Tingling, discomfort, or burning in the affected areas are also signs of peripheral neuropathy. It may also cause the muscles in the feet to function incorrectly, resulting in foot misalignment and pressure on particular foot areas.
What are the symptoms and signs of diabetes-related foot problems?
Ulcers may develop in the most extreme case, as described above. It happens due to a combination of decreased sensation and reduced blood flow to the feet. Tissue death (gangrene) occurs if the tissues fail to obtain inadequate oxygen. Gangrene is a dangerous and possibly fatal disease.
Cellulitis (infection of the tissues under the skin) and osteomyelitis (infection of the bone) are two other potentially severe complications from diabetes foot complications.

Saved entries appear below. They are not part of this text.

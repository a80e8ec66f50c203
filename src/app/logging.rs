use crate::app::config::LoggingConfig;
use flexi_logger::{Cleanup, Criterion, FileSpec, FlexiLoggerError, Logger, LoggerHandle, Naming};
use std::path::{Path, PathBuf};

/// Start the logger. The returned handle must live as long as logging is wanted.
pub fn init_logger(config: &LoggingConfig) -> Result<LoggerHandle, FlexiLoggerError> {
    let level = if cfg!(debug_assertions) {
        "debug"
    } else {
        config.level.as_str()
    };

    let directory = log_directory(config);
    let mut logger = Logger::try_with_str(level)?
        .log_to_file(
            FileSpec::default()
                .directory(&directory)
                .basename("postergrid")
                .suppress_timestamp(),
        )
        .format_for_files(custom_log_format)
        .use_utc();

    if config.append {
        logger = logger.append();
    }

    if config.rotate {
        logger = logger.rotate(
            Criterion::Size(config.rotate_size_mb.max(1) * 1024 * 1024),
            Naming::Timestamps,
            Cleanup::KeepLogFiles(config.rotate_keep as usize),
        );
    }

    if config.console {
        logger = logger.log_to_stdout();
    }

    let handle = logger.start()?;
    log::info!("Logger initialized with level: {}", level);
    log::info!("Log file location: {}", log_file_path(config).display());

    Ok(handle)
}

/// Platform data directory for logs, unless the config names one
pub fn log_directory(config: &LoggingConfig) -> PathBuf {
    if let Some(dir) = &config.directory {
        return dir.clone();
    }

    #[cfg(target_os = "macos")]
    return dirs::data_dir()
        .map(|d| d.join("Logs/postergrid"))
        .unwrap_or_else(|| PathBuf::from("./logs"));

    #[cfg(not(target_os = "macos"))]
    return dirs::data_dir()
        .or_else(|| dirs::home_dir().map(|h| h.join(".local/share")))
        .map(|d| d.join("postergrid/logs"))
        .unwrap_or_else(|| PathBuf::from("./logs"));
}

pub fn log_file_path(config: &LoggingConfig) -> PathBuf {
    log_directory(config).join("postergrid.log")
}

/// Line format for the log file
fn custom_log_format(
    w: &mut dyn std::io::Write,
    now: &mut flexi_logger::DeferredNow,
    record: &log::Record,
) -> Result<(), std::io::Error> {
    write!(
        w,
        "{} [{}] [{}:{}] {}",
        now.now().format("%Y-%m-%d %H:%M:%S%.3f"),
        record.level(),
        record.file().unwrap_or("unknown"),
        record.line().unwrap_or(0),
        record.args()
    )
}

pub fn ensure_log_directory(config: &LoggingConfig) -> color_eyre::Result<()> {
    let dir = log_directory(config);
    if !dir.exists() {
        std::fs::create_dir_all(&dir)?;
    }
    Ok(())
}

pub fn log_startup_info(config: &LoggingConfig) {
    log::info!("=== postergrid starting ===");
    log::info!("Version: {}", env!("CARGO_PKG_VERSION"));
    log::info!("OS: {} ({})", std::env::consts::OS, std::env::consts::ARCH);
    log::info!("Log file: {}", log_file_path(config).display());
}

pub fn log_shutdown_info() {
    log::info!("=== postergrid shutting down ===");
}

pub fn log_config_loading(config_path: &Path, created: bool) {
    if created {
        log::info!("Created default config file at: {}", config_path.display());
    } else {
        log::info!("Loaded config file from: {}", config_path.display());
    }
}

#[cfg(test)]
mod tests {
    use super::*;

    #[test]
    fn test_configured_directory_wins() {
        let config = LoggingConfig {
            directory: Some(PathBuf::from("/tmp/pg-logs")),
            ..Default::default()
        };
        assert_eq!(log_directory(&config), PathBuf::from("/tmp/pg-logs"));
        assert_eq!(
            log_file_path(&config),
            PathBuf::from("/tmp/pg-logs/postergrid.log")
        );
    }
}
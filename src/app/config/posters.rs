use serde::{Deserialize, Serialize};
use std::path::PathBuf;

#[derive(Debug, Deserialize, Serialize, Clone)]
pub struct PostersConfig {
    /// Directory to browse when none is given on the command line
    #[serde(default)]
    pub directory: Option<PathBuf>,
    /// Catalog file name looked up inside the directory
    #[serde(default = "PostersConfig::default_catalog")]
    pub catalog: String,
    /// Decoded posters kept in memory
    #[serde(default = "PostersConfig::default_cache_entries")]
    pub cache_entries: usize,
    /// File extensions picked up by the directory scan
    #[serde(default = "PostersConfig::default_extensions")]
    pub extensions: Vec<String>,
}

impl PostersConfig {
    fn default_catalog() -> String {
        "catalog.toml".to_string()
    }

    fn default_cache_entries() -> usize {
        160
    }

    fn default_extensions() -> Vec<String> {
        ["jpg", "jpeg", "png", "webp", "gif", "bmp"]
            .iter()
            .map(|s| s.to_string())
            .collect()
    }
}

impl Default for PostersConfig {
    fn default() -> Self {
        Self {
            directory: None,
            catalog: Self::default_catalog(),
            cache_entries: Self::default_cache_entries(),
            extensions: Self::default_extensions(),
        }
    }
}
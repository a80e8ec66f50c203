use crossterm::event::{KeyCode, KeyEvent, KeyModifiers};
use std::collections::HashMap;

/// Actions the grid view responds to
#[derive(Debug, Clone, Copy, PartialEq, Eq, Hash)]
pub enum GridAction {
    ScrollUp,
    ScrollDown,
    PageUp,
    PageDown,
    GoToTop,
    GoToBottom,
    /// Tear the grid down and build a fresh one
    Remount,
    Quit,
}

/// Resolved key bindings
#[derive(Debug, Default)]
pub struct KeyBinds {
    map: HashMap<(KeyModifiers, KeyCode), GridAction>,
}

impl KeyBinds {
    pub fn new(map: HashMap<(KeyModifiers, KeyCode), GridAction>) -> Self {
        Self { map }
    }

    /// Action bound to `key`, if any
    pub fn handle_key(&self, key: KeyEvent) -> Option<GridAction> {
        let (modifiers, code) = normalize(key.modifiers, key.code);
        self.map.get(&(modifiers, code)).copied()
    }

    /// Keys bound to `action`, for the status line
    pub fn keys_for(&self, action: GridAction) -> Vec<(KeyModifiers, KeyCode)> {
        let mut keys: Vec<_> = self
            .map
            .iter()
            .filter(|(_, bound)| **bound == action)
            .map(|(key, _)| *key)
            .collect();
        keys.sort_by_key(|(modifiers, code)| (modifiers.bits(), format!("{:?}", code)));
        keys
    }
}

/// Some terminals report shifted letters without the SHIFT modifier
fn normalize(modifiers: KeyModifiers, code: KeyCode) -> (KeyModifiers, KeyCode) {
    match code {
        KeyCode::Char(c) if c.is_ascii_uppercase() => (modifiers | KeyModifiers::SHIFT, code),
        _ => (modifiers, code),
    }
}

/// Short label for a key, e.g. "ctrl-d" or "G"
pub fn describe_key(modifiers: KeyModifiers, code: KeyCode) -> String {
    let key = match code {
        KeyCode::Char(' ') => "space".to_string(),
        KeyCode::Char(c) if modifiers.contains(KeyModifiers::SHIFT) => {
            return c.to_ascii_uppercase().to_string();
        }
        KeyCode::Char(c) => c.to_string(),
        KeyCode::PageUp => "pgup".to_string(),
        KeyCode::PageDown => "pgdn".to_string(),
        other => format!("{:?}", other).to_lowercase(),
    };

    let mut label = String::new();
    if modifiers.contains(KeyModifiers::CONTROL) {
        label.push_str("ctrl-");
    }
    if modifiers.contains(KeyModifiers::ALT) {
        label.push_str("alt-");
    }
    label.push_str(&key);
    label
}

There is a possibility of developing sepsis (infection of the bloodstream) if not treated timely.
People with diabetes are more likely to encounter milder foot issues that are not specific to diabetes but can occur more often due to nerve and circulation problems in the feet.
The following are a few of these conditions:
- Calluses and corns may form as a result of poor foot alignment or a stumbling gait.
- Fungal infections of the nails can make them thick, discoloured, and brittle.
- Tinea pedis, also known as athlete’s foot, is a fungal infection of the feet’ skin.
- Muscle weakness causes hammertoes or twisted toes.
- Bunions are caused by the big toe angling toward the second toe. The bunion area can become reddened and irritated, resulting in the development of a callus.
- Toenail encrustation
- Due to dry skin, the skin on the feet, especially the heels, cracks.